There is a great deal of detail around the framing of the five key domains—clinical care, safety, care coordination, patient and caregiver experience, population health and prevention—for the measures to be developed under the MDP.

For example, in the clinical care area, the document states that “CMS will collaborate with specialty groups and associations to develop measures where there are important gaps in performance and for topics that are important to both patients and providers. Outcome measures (including PROMs and measures of functional status), intermediate outcome measures, and measures assessing diagnostic skills and adherence to clinical practice guidelines are measure development priorits for MIPS and APMs. We solicit comments and suggestions for development of measures in this domain.” The same kinds of statements are made in the other four areas—safety, care coordination, patient and caregiver experience, and population health and prevention.

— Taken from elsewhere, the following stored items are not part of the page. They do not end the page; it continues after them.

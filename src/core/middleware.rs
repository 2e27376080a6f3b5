use crate::core::error::AppError;
use crate::features::auth::AuthService;
use axum::{
    body::Body,
    extract::{Request, State},
    http::{header, HeaderValue, StatusCode},
    middleware::Next,
    response::Response,
};
use base64::prelude::*;
use std::sync::Arc;
use tower_http::cors::{AllowOrigin, Any, CorsLayer};
use tower_http::request_id::{MakeRequestId, RequestId};
use tracing::Span;
use uuid::Uuid;

/// Request ID generator using UUID v7 (time-ordered)
#[derive(Clone, Copy)]
pub struct MakeRequestUuid;

impl MakeRequestId for MakeRequestUuid {
    fn make_request_id<B>(&mut self, _request: &axum::http::Request<B>) -> Option<RequestId> {
        HeaderValue::from_str(&Uuid::now_v7().to_string())
            .ok()
            .map(RequestId::new)
    }
}

/// Custom MakeSpan that includes request_id in the tracing span
#[derive(Clone, Debug)]
pub struct MakeSpanWithRequestId;

impl<B> tower_http::trace::MakeSpan<B> for MakeSpanWithRequestId {
    fn make_span(&mut self, request: &axum::http::Request<B>) -> Span {
        let request_id = request
            .headers()
            .get("x-request-id")
            .and_then(|v| v.to_str().ok())
            .unwrap_or("-");

        tracing::info_span!(
            "request",
            method = %request.method(),
            uri = %request.uri(),
            request_id = %request_id,
        )
    }
}

pub fn cors_layer(allowed_origins: Vec<String>) -> CorsLayer {
    let cors = CorsLayer::new().allow_methods(Any).allow_headers(Any);

    // If origins list contains "*", allow any origin
    if allowed_origins.iter().any(|o| o == "*") {
        cors.allow_origin(Any)
    } else {
        // Parse origins into HeaderValue
        let origins: Vec<HeaderValue> = allowed_origins
            .iter()
            .filter_map(|o| o.parse().ok())
            .collect();
        cors.allow_origin(AllowOrigin::list(origins))
    }
}

pub fn basic_auth_middleware(
    valid_credentials: Arc<String>,
) -> impl Fn(
    Request,
    Next,
)
    -> std::pin::Pin<Box<dyn std::future::Future<Output = Result<Response, Response>> + Send>>
       + Clone {
    move |req: Request, next: Next| {
        let credentials = valid_credentials.clone();
        Box::pin(async move {
            let auth_header = req
                .headers()
                .get(header::AUTHORIZATION)
                .and_then(|header| header.to_str().ok());

            if let Some(auth_header) = auth_header {
                if let Some(encoded) = auth_header.strip_prefix("Basic ") {
                    if let Ok(decoded) = BASE64_STANDARD.decode(encoded) {
                        if let Ok(creds) = String::from_utf8(decoded) {
                            if creds == *credentials {
                                return Ok(next.run(req).await);
                            }
                        }
                    }
                }
            }

            let mut response = Response::new(Body::from("Unauthorized"));
            *response.status_mut() = StatusCode::UNAUTHORIZED;
            response.headers_mut().insert(
                header::WWW_AUTHENTICATE,
                HeaderValue::from_static("Basic realm=\"Swagger UI\""),
            );

            Err(response)
        })
    }
}

/// Resolves the bearer access token and stores the caller in request extensions
pub async fn auth_middleware(
    State(auth): State<Arc<AuthService>>,
    mut req: Request,
    next: Next,
) -> Result<Response, AppError> {
    let auth_header = req
        .headers()
        .get(header::AUTHORIZATION)
        .and_then(|h| h.to_str().ok())
        .ok_or_else(|| AppError::Unauthorized("Missing authorization header".to_string()))?;

    let token = auth_header.strip_prefix("Bearer ").ok_or_else(|| {
        AppError::Unauthorized("Invalid authorization header format".to_string())
    })?;

    let user = auth.authenticate_access_token(token.trim())?;
    tracing::debug!("Authenticated {} ({:?})", user.username, user.role);

    req.extensions_mut().insert(user);
    Ok(next.run(req).await)
}
pub mod province_handler;

pub use province_handler::*;
use std::sync::Arc;

use axum::{
    extract::{Path, State},
    Json,
};

use crate::core::error::Result;
use crate::core::extractor::AppJson;
use crate::features::activities::dtos::{ActivityDto, SaveActivityDto};
use crate::features::activities::services::ActivityService;
use crate::features::auth::guards::RequireAdmin;
use crate::shared::types::ApiResponse;
use crate::shared::visibility::VisibilityChangeDto;

/// Save an activity
#[utoipa::path(
    post,
    path = "/admin/activity/save",
    request_body = SaveActivityDto,
    responses(
        (status = 200, description = "Activity saved", body = ApiResponse<ActivityDto>),
        (status = 400, description = "Validation error or malformed image"),
        (status = 409, description = "Activity name already exists")
    ),
    tag = "activities",
    security(("bearer_auth" = []))
)]
pub async fn save_activity(
    RequireAdmin(_admin): RequireAdmin,
    State(service): State<Arc<ActivityService>>,
    AppJson(dto): AppJson<SaveActivityDto>,
) -> Result<Json<ApiResponse<ActivityDto>>> {
    let activity = service.save_activity(dto).await?;
    Ok(Json(ApiResponse::success(
        Some(activity),
        Some("Activity saved successfully!".to_string()),
        None,
    )))
}

/// List every activity, visible or not
#[utoipa::path(
    get,
    path = "/admin/activity/all",
    responses(
        (status = 200, description = "List of activities", body = ApiResponse<Vec<ActivityDto>>),
    ),
    tag = "activities",
    security(("bearer_auth" = []))
)]
pub async fn get_all_activities(
    RequireAdmin(_admin): RequireAdmin,
    State(service): State<Arc<ActivityService>>,
) -> Result<Json<ApiResponse<Vec<ActivityDto>>>> {
    let activities = service.get_all_activities().await?;
    Ok(Json(ApiResponse::list(activities)))
}

/// Get activity by id
#[utoipa::path(
    get,
    path = "/admin/activity/{id}",
    params(("id" = i64, Path, description = "Activity id")),
    responses(
        (status = 200, description = "Activity found", body = ApiResponse<ActivityDto>),
        (status = 404, description = "Activity not found")
    ),
    tag = "activities",
    security(("bearer_auth" = []))
)]
pub async fn get_activity(
    RequireAdmin(_admin): RequireAdmin,
    State(service): State<Arc<ActivityService>>,
    Path(id): Path<i64>,
) -> Result<Json<ApiResponse<ActivityDto>>> {
    let activity = service.get_activity_by_id(id).await?;
    Ok(Json(ApiResponse::success(Some(activity), None, None)))
}

/// Toggle activity visibility
#[utoipa::path(
    post,
    path = "/admin/activity/status/{id}",
    params(("id" = i64, Path, description = "Activity id")),
    responses(
        (status = 200, description = "Visibility toggled", body = ApiResponse<VisibilityChangeDto>),
        (status = 404, description = "Activity not found")
    ),
    tag = "activities",
    security(("bearer_auth" = []))
)]
pub async fn change_activity_status(
    RequireAdmin(_admin): RequireAdmin,
    State(service): State<Arc<ActivityService>>,
    Path(id): Path<i64>,
) -> Result<Json<ApiResponse<VisibilityChangeDto>>> {
    let change = service.change_activity_status(id).await?;
    Ok(Json(ApiResponse::success(
        Some(change),
        Some("Activity status changed successfully!".to_string()),
        None,
    )))
}
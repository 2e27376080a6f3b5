//! Province persistence.

mod postgres;

use async_trait::async_trait;

use crate::core::error::Result;
use crate::features::provinces::models::Province;

pub use postgres::PgProvinceRepository;

#[async_trait]
pub trait ProvinceRepository: Send + Sync {
    async fn exists_by_name(&self, name: &str) -> Result<bool>;

    async fn insert(&self, name: &str) -> Result<Province>;

    async fn find_all(&self) -> Result<Vec<Province>>;

    async fn find_by_id(&self, id: i64) -> Result<Option<Province>>;
}
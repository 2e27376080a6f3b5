use std::sync::Arc;

use axum::{
    extract::{Path, Query, State},
    Json,
};

use crate::core::error::Result;
use crate::core::extractor::AppJson;
use crate::features::auth::guards::RequireAdmin;
use crate::features::locations::dtos::{
    LocationDetailDto, LocationSummaryDto, SaveLocationDto, SearchQuery, UpdateLocationDto,
};
use crate::features::locations::services::LocationService;
use crate::shared::types::ApiResponse;
use crate::shared::visibility::VisibilityChangeDto;

/// Create a location with pictures and activity links
#[utoipa::path(
    post,
    path = "/admin/location/save",
    request_body = SaveLocationDto,
    responses(
        (status = 200, description = "Location saved", body = ApiResponse<LocationDetailDto>),
        (status = 400, description = "Validation error or malformed picture"),
        (status = 404, description = "Province or activity not found"),
        (status = 409, description = "Location name already exists")
    ),
    tag = "locations",
    security(("bearer_auth" = []))
)]
pub async fn save_location(
    RequireAdmin(admin): RequireAdmin,
    State(service): State<Arc<LocationService>>,
    AppJson(dto): AppJson<SaveLocationDto>,
) -> Result<Json<ApiResponse<LocationDetailDto>>> {
    tracing::debug!("Admin {} saving location {}", admin.username, dto.name);
    let location = service.create_location(dto).await?;
    Ok(Json(ApiResponse::success(
        Some(location),
        Some("Location saved successfully!".to_string()),
        None,
    )))
}

/// Update a location's fields, activity links and pictures
#[utoipa::path(
    post,
    path = "/admin/location/update",
    request_body = UpdateLocationDto,
    responses(
        (status = 200, description = "Location updated", body = ApiResponse<LocationDetailDto>),
        (status = 400, description = "Validation error or malformed picture"),
        (status = 404, description = "Location, province or activity not found"),
        (status = 409, description = "Location name already exists")
    ),
    tag = "locations",
    security(("bearer_auth" = []))
)]
pub async fn update_location(
    RequireAdmin(_admin): RequireAdmin,
    State(service): State<Arc<LocationService>>,
    AppJson(dto): AppJson<UpdateLocationDto>,
) -> Result<Json<ApiResponse<LocationDetailDto>>> {
    let location = service.update_location(dto).await?;
    Ok(Json(ApiResponse::success(
        Some(location),
        Some("Location updated successfully!".to_string()),
        None,
    )))
}

/// Toggle location visibility
#[utoipa::path(
    post,
    path = "/admin/location/status/{id}",
    params(("id" = i64, Path, description = "Location id")),
    responses(
        (status = 200, description = "Visibility toggled", body = ApiResponse<VisibilityChangeDto>),
        (status = 404, description = "Location not found")
    ),
    tag = "locations",
    security(("bearer_auth" = []))
)]
pub async fn change_location_status(
    RequireAdmin(_admin): RequireAdmin,
    State(service): State<Arc<LocationService>>,
    Path(id): Path<i64>,
) -> Result<Json<ApiResponse<VisibilityChangeDto>>> {
    let change = service.change_location_status(id).await?;
    Ok(Json(ApiResponse::success(
        Some(change),
        Some("Location status changed successfully!".to_string()),
        None,
    )))
}

/// List locations, optionally filtered by name
#[utoipa::path(
    get,
    path = "/admin/location/all",
    params(SearchQuery),
    responses(
        (status = 200, description = "List of locations", body = ApiResponse<Vec<LocationSummaryDto>>),
    ),
    tag = "locations",
    security(("bearer_auth" = []))
)]
pub async fn get_all_locations(
    RequireAdmin(_admin): RequireAdmin,
    State(service): State<Arc<LocationService>>,
    Query(query): Query<SearchQuery>,
) -> Result<Json<ApiResponse<Vec<LocationSummaryDto>>>> {
    let locations = service.get_all_locations(query.text()).await?;
    Ok(Json(ApiResponse::list(locations)))
}

/// Composite location view
#[utoipa::path(
    get,
    path = "/admin/location/{id}",
    params(("id" = i64, Path, description = "Location id")),
    responses(
        (status = 200, description = "Location found", body = ApiResponse<LocationDetailDto>),
        (status = 404, description = "Location not found")
    ),
    tag = "locations",
    security(("bearer_auth" = []))
)]
pub async fn get_location(
    RequireAdmin(_admin): RequireAdmin,
    State(service): State<Arc<LocationService>>,
    Path(id): Path<i64>,
) -> Result<Json<ApiResponse<LocationDetailDto>>> {
    let location = service.get_location_by_id(id).await?;
    Ok(Json(ApiResponse::success(Some(location), None, None)))
}
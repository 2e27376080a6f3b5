use std::sync::Arc;

use axum::{
    extract::{Path, State},
    http::header,
    response::{IntoResponse, Response},
};

use crate::core::error::Result;
use crate::features::images::services::{ImageKind, ImageService};
use crate::shared::images::sniff_content_type;

/// Stream stored picture bytes
#[utoipa::path(
    get,
    path = "/image/{kind}/{id}",
    params(
        ("kind" = String, Path, description = "location, location-attraction, activity or accommodation"),
        ("id" = i64, Path, description = "Picture id, or activity id for activity images")
    ),
    responses(
        (status = 200, description = "Image bytes", content_type = "application/octet-stream"),
        (status = 404, description = "Image not found")
    ),
    tag = "images"
)]
pub async fn get_image(
    State(service): State<Arc<ImageService>>,
    Path((kind, id)): Path<(String, i64)>,
) -> Result<Response> {
    let kind: ImageKind = kind.parse()?;
    let bytes = service.get_image(kind, id).await?;
    let content_type = sniff_content_type(&bytes);

    Ok((
        [
            (header::CONTENT_TYPE, content_type),
            (header::CACHE_CONTROL, "public, max-age=86400"),
        ],
        bytes,
    )
        .into_response())
}
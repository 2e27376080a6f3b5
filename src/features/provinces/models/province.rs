use chrono::{DateTime, Utc};
use sqlx::FromRow;

/// Administrative region that groups locations
#[derive(Debug, Clone, FromRow)]
pub struct Province {
    pub id: i64,
    pub name: String,
    pub created_at: DateTime<Utc>,
    pub updated_at: DateTime<Utc>,
}
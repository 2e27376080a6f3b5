use axum::{
    body::Body,
    extract::{rejection::JsonRejection, FromRequest, FromRequestParts, Request},
    http::request::Parts,
    Json,
};
use serde::de::DeserializeOwned;
use validator::Validate;

use crate::core::error::AppError;
use crate::features::auth::model::AuthenticatedUser;

/// JSON body extractor for request DTOs.
///
/// Deserializes the body and runs the DTO's `Validate` rules before the
/// handler sees it, so every write endpoint rejects invalid input with a
/// 400 in the standard envelope.
pub struct AppJson<T>(pub T);

impl<T, S> FromRequest<S> for AppJson<T>
where
    T: DeserializeOwned + Validate,
    S: Send + Sync,
{
    type Rejection = AppError;

    async fn from_request(req: Request<Body>, state: &S) -> Result<Self, Self::Rejection> {
        let Json(value) = Json::<T>::from_request(req, state)
            .await
            .map_err(json_rejection_error)?;

        value
            .validate()
            .map_err(|e| AppError::Validation(e.to_string()))?;

        Ok(Self(value))
    }
}

fn json_rejection_error(rejection: JsonRejection) -> AppError {
    let message = match rejection {
        JsonRejection::JsonDataError(err) => format!("Invalid JSON data: {}", err),
        JsonRejection::JsonSyntaxError(err) => format!("Invalid JSON syntax: {}", err),
        JsonRejection::MissingJsonContentType(err) => {
            format!("Missing JSON content type: {}", err)
        }
        _ => "Failed to parse JSON body".to_string(),
    };
    AppError::BadRequest(message)
}

impl<S> FromRequestParts<S> for AuthenticatedUser
where
    S: Send + Sync,
{
    type Rejection = AppError;

    async fn from_request_parts(parts: &mut Parts, _state: &S) -> Result<Self, Self::Rejection> {
        parts
            .extensions
            .get::<AuthenticatedUser>()
            .cloned()
            .ok_or_else(|| AppError::Unauthorized("Authentication required".to_string()))
    }
}

#[cfg(test)]
mod tests {
    use super::*;
    use axum::{http::StatusCode, routing::post, Router};
    use axum_test::TestServer;
    use serde::Deserialize;
    use serde_json::json;

    #[derive(Deserialize, Validate)]
    struct NamedDto {
        #[validate(length(min = 1, max = 5))]
        name: String,
    }

    async fn echo(AppJson(dto): AppJson<NamedDto>) -> String {
        dto.name
    }

    fn server() -> TestServer {
        TestServer::new(Router::new().route("/echo", post(echo))).unwrap()
    }

    #[tokio::test]
    async fn valid_body_reaches_handler() {
        let response = server().post("/echo").json(&json!({ "name": "abc" })).await;

        response.assert_status_ok();
        response.assert_text("abc");
    }

    #[tokio::test]
    async fn failing_validation_is_rejected_before_handler() {
        let response = server()
            .post("/echo")
            .json(&json!({ "name": "much too long" }))
            .await;

        response.assert_status(StatusCode::BAD_REQUEST);
        let body: serde_json::Value = response.json();
        assert_eq!(body["success"], false);
        assert!(body["message"].as_str().unwrap().contains("name"));
    }

    #[tokio::test]
    async fn malformed_json_is_bad_request() {
        let response = server()
            .post("/echo")
            .content_type("application/json")
            .text("{ not json")
            .await;

        response.assert_status(StatusCode::BAD_REQUEST);
    }

    #[tokio::test]
    async fn missing_field_is_bad_request() {
        let response = server().post("/echo").json(&json!({})).await;

        response.assert_status(StatusCode::BAD_REQUEST);
    }
}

Alas, there are no crunchy details revealing the specifics of what CMS officials actually believe should be in the new measures. Perhaps I was deluded in thinking that such specifics would be in this draft document. In any case, the only conclusion I can come to about that is that there is a real opportunity here for provider leaders—clinicians, clinician leaders, clinical informaticists, other informaticists, and all the associations for all those stakeholder groups—to truly help CMS officials shape this new thing.

The fact is, this new set of measures is going to be immensely important, as, in a practical sense, it will help drive physician clinical performance in the coming decade.

Of course, associations are going to leap into this void, and that is good. But I would say that those medical group and hospital leaders from across disciplines—primary care and specialist physicians, nurses, medical and nurse informaticists, and even non-clinical informaticists—have real skin in this game, as do the non-clinician leaders of medical groups and hospitals (even though these measures will largely be ambulatory in nature, they will absolutely have ripple effects on hospital care management).

So 2016 could really be a year of opportunity for stakeholders here. The one thing that no one should be under any illusion about is the fact that these measures in this new MIPS system are going to be important. They are going to be very important; they will determine how many physicians are paid under Medicare, which means that there’s no question they will also be adopted in some form by private health insurers as well.

It feels a bit like the dawn of a new era, which in many ways it is. For those who longed for the repeal of SGR (the sustainable growth rate formula for physician payment under Medicare), given the incredible kicking of that can down the proverbial road, may not have realized how significant its replacement would be.

But physicians and other clinicians, and medical and other informaticists, could really help to shape their future here, given that this is now a legislatively created regulatory mandate anyway.

And it will be fascinating to see what comes of this process. If (regulatory) winter is here, can (regulatory) spring be far behind?